So, while the semester’s off to a somewhat slow start, we did have an interesting guest speaker in today from one of India’s best universities – JNU (Jawaharlal Nehru University).  His name was Gopal Guru and his talk was on “The Phenomenology of Silence” – mostly related to the caste system here in India, which has some interesting parallels to race in the US.   Below is a pic – that’s our very excellent department chair, Dr. Lata Chhatre, on the right.
In other news, the table that Zeeshan, Faizan and I have been working on is getting close to finished:
And I saw some cute puppies with mom on the street this morning:
 And a beautiful butterfly:
That’s all for now. Hope your 2017 is off to a good start!

Santa Popped By (Despite our Lack of Chimney)

As you could guess, Christmas is much more low-key in Pune than in the US.  While there are 30 million Christians in India (it’s the country’s third-largest religion), that still ends up being less than 3% of the overall population.

In some ways the low-key thing is good.  The Christmas/New Year season starts so early in America these days that it’s easy to get a bit burned out by the time the actual holidays roll around.   On the other hand, the snow and lights and general festive spirit are definitely missed.

I managed to take some pics of signs of Christmas when I saw them:

And Farhana and I went to a local mall recently (the day after Christmas, actually) to see La La Land (very good) and it was about as decked out as our mall in Syracuse typically is (without the fighting).

And, the mall had a cool, backlit water fountain:

The kids were, of course, missing the tree (and what comes under it).  Trees were too expensive (still a cash-crunch here).  But we did a bit of last-minute shopping at a few neighborhood stores:

Eli was happy, despite not getting much of what was on his list:

On Christmas evening, we visited Baba in the hospital.  He’s doing much better:  out of the ICU and breathing easier.  The doctors think he’ll be home soon.

The weather is great here.  Warm and sunny during the day (around 80 – 85 degrees, I’d estimate – still haven’t mastered the Celsius-to-Farenheit conversions), but cool for sleeping at night.  It’s pretty similar to late spring in Syracuse, though without the rain (it has only rained once since the monsoons ended back in October, and that was barely a sprinkle).   Definitely not the Christmas weather we’re used to, but a nice change of pace.

The movie theater was pretty empty – perhaps because La La Land has been out for awhile here, now.

I noticed two further “movie experience” differences this time.  One:  every show here has a 15-minute intermission about halfway through (I thought it was just the Indian movies that did that, because they tend to be long).  I’m surprised this hasn’t caught on in the US.  It gives customers time to go to the bathroom, and it gives theaters the opportunity to sell more popcorn.  Win-win.

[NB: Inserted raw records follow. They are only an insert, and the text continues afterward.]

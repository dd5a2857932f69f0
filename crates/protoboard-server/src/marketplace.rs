//! Marketplace HTTP endpoints.
//!
//! Thin handlers over [`protoboard_core::MarketplaceService`]. The caller's
//! identity comes from the `x-user-id` header; full authentication sits in
//! front of this service. Store failures reach clients as a generic message
//! only.

use axum::{
    Json,
    extract::{Path, State},
    http::{HeaderMap, StatusCode},
    response::{IntoResponse, Response},
};
use protoboard_core::marketplace::MarketplaceError;
use protoboard_core::{Project, ProjectDraft};
use serde_json::json;
use std::sync::Arc;

use crate::ServerState;

/// API-level errors, mapped onto HTTP statuses.
pub enum ApiError {
    MissingIdentity,
    Marketplace(MarketplaceError),
}

impl From<MarketplaceError> for ApiError {
    fn from(e: MarketplaceError) -> Self {
        Self::Marketplace(e)
    }
}

impl IntoResponse for ApiError {
    fn into_response(self) -> Response {
        let (status, message) = match self {
            ApiError::MissingIdentity => (
                StatusCode::UNAUTHORIZED,
                "missing x-user-id header".to_string(),
            ),
            ApiError::Marketplace(e) => {
                let status = match &e {
                    MarketplaceError::NotFound(_) => StatusCode::NOT_FOUND,
                    MarketplaceError::Forbidden(_) => StatusCode::FORBIDDEN,
                    // The underlying detail was already logged where it
                    // happened; clients get the generic message.
                    MarketplaceError::Store(_) => StatusCode::INTERNAL_SERVER_ERROR,
                };
                // MarketplaceError's Display is already client-safe.
                (status, e.to_string())
            }
        };
        (status, Json(json!({ "error": message }))).into_response()
    }
}

/// Extract the caller's identity from the `x-user-id` header.
fn user_from_headers(headers: &HeaderMap) -> Result<String, ApiError> {
    headers
        .get("x-user-id")
        .and_then(|v| v.to_str().ok())
        .filter(|v| !v.is_empty())
        .map(|v| v.to_string())
        .ok_or(ApiError::MissingIdentity)
}

/// `GET /projects`: list published projects.
pub async fn list_projects(
    State(state): State<Arc<ServerState>>,
) -> Result<Json<Vec<Project>>, ApiError> {
    Ok(Json(state.marketplace.list_published().await?))
}

/// `GET /projects/{id}`: fetch a single project.
pub async fn get_project(
    State(state): State<Arc<ServerState>>,
    Path(id): Path<String>,
) -> Result<Json<Project>, ApiError> {
    Ok(Json(state.marketplace.get(&id).await?))
}

/// `POST /projects`: save a draft without changing publication state.
pub async fn save_project(
    State(state): State<Arc<ServerState>>,
    headers: HeaderMap,
    Json(draft): Json<ProjectDraft>,
) -> Result<Json<Project>, ApiError> {
    let user = user_from_headers(&headers)?;
    Ok(Json(state.marketplace.save(&user, draft).await?))
}

/// `POST /projects/publish`: publish a draft (create or update in place).
pub async fn publish_project(
    State(state): State<Arc<ServerState>>,
    headers: HeaderMap,
    Json(draft): Json<ProjectDraft>,
) -> Result<Json<Project>, ApiError> {
    let user = user_from_headers(&headers)?;
    Ok(Json(state.marketplace.publish(&user, draft).await?))
}

/// `POST /projects/{id}/unpublish`: remove a project from the listing.
pub async fn unpublish_project(
    State(state): State<Arc<ServerState>>,
    Path(id): Path<String>,
    headers: HeaderMap,
) -> Result<Json<Project>, ApiError> {
    let user = user_from_headers(&headers)?;
    Ok(Json(state.marketplace.unpublish(&user, &id).await?))
}

/// `POST /projects/{id}/clone`: fork a project into a new owned copy.
pub async fn clone_project(
    State(state): State<Arc<ServerState>>,
    Path(id): Path<String>,
    headers: HeaderMap,
) -> Result<Json<Project>, ApiError> {
    let user = user_from_headers(&headers)?;
    Ok(Json(state.marketplace.clone_project(&user, &id).await?))
}

/// `DELETE /projects/{id}`: delete an owned project.
pub async fn delete_project(
    State(state): State<Arc<ServerState>>,
    Path(id): Path<String>,
    headers: HeaderMap,
) -> Result<StatusCode, ApiError> {
    let user = user_from_headers(&headers)?;
    state.marketplace.delete(&user, &id).await?;
    Ok(StatusCode::NO_CONTENT)
}

#[cfg(test)]
mod tests {
    use super::*;

    #[test]
    fn test_user_from_headers() {
        let mut headers = HeaderMap::new();
        assert!(user_from_headers(&headers).is_err());

        headers.insert("x-user-id", "ada".parse().unwrap());
        assert_eq!(user_from_headers(&headers).unwrap(), "ada");
    }

    #[test]
    fn test_empty_identity_rejected() {
        let mut headers = HeaderMap::new();
        headers.insert("x-user-id", "".parse().unwrap());
        assert!(user_from_headers(&headers).is_err());
    }
}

Two:  any time someone on screen is smoking (or drinking), a little anti-smoking warning pops up on the screen (like the sorts of warnings that show on cigarette packs and in anti-smoking ads).  This happens on Indian television, too.  I thought the US was overboard with anti-smoking messages, but it’s much more hard-core here.

I’m not sure how common smoking is here in India, though it’s definitely decreasing.  Anecdotally, it’s more common than in the US, but it doesn’t seem to be tremendously more so.  Smoking’s illegal in most public spaces, just like in NY state.  One big difference, though, is price.  A pack of cigarettes is still relatively inexpensive here.  Less than the cheapest price in the US (even from reservation smoke shops).

Wait, how did a Christmas post end up being about cigarettes?

To end on a lighter note, there was a leopard caught up the block from us recently:

http://timesofindia.indiatimes.com/city/pune/Leopard-sneaks-into-NIBM/articleshow/56162003.cms

And an interesting story on Pune’s St. Patrick’s Church in the paper recently:

http://timesofindia.indiatimes.com/city/pune/Irish-history-and-a-touch-of-Correa-at-St-Patricks-Cathedral/articleshow/56054145.cms

And look at the twin sisters:

 

 

Indian Dentistry (almost), Playgrounds, Pigs, etc.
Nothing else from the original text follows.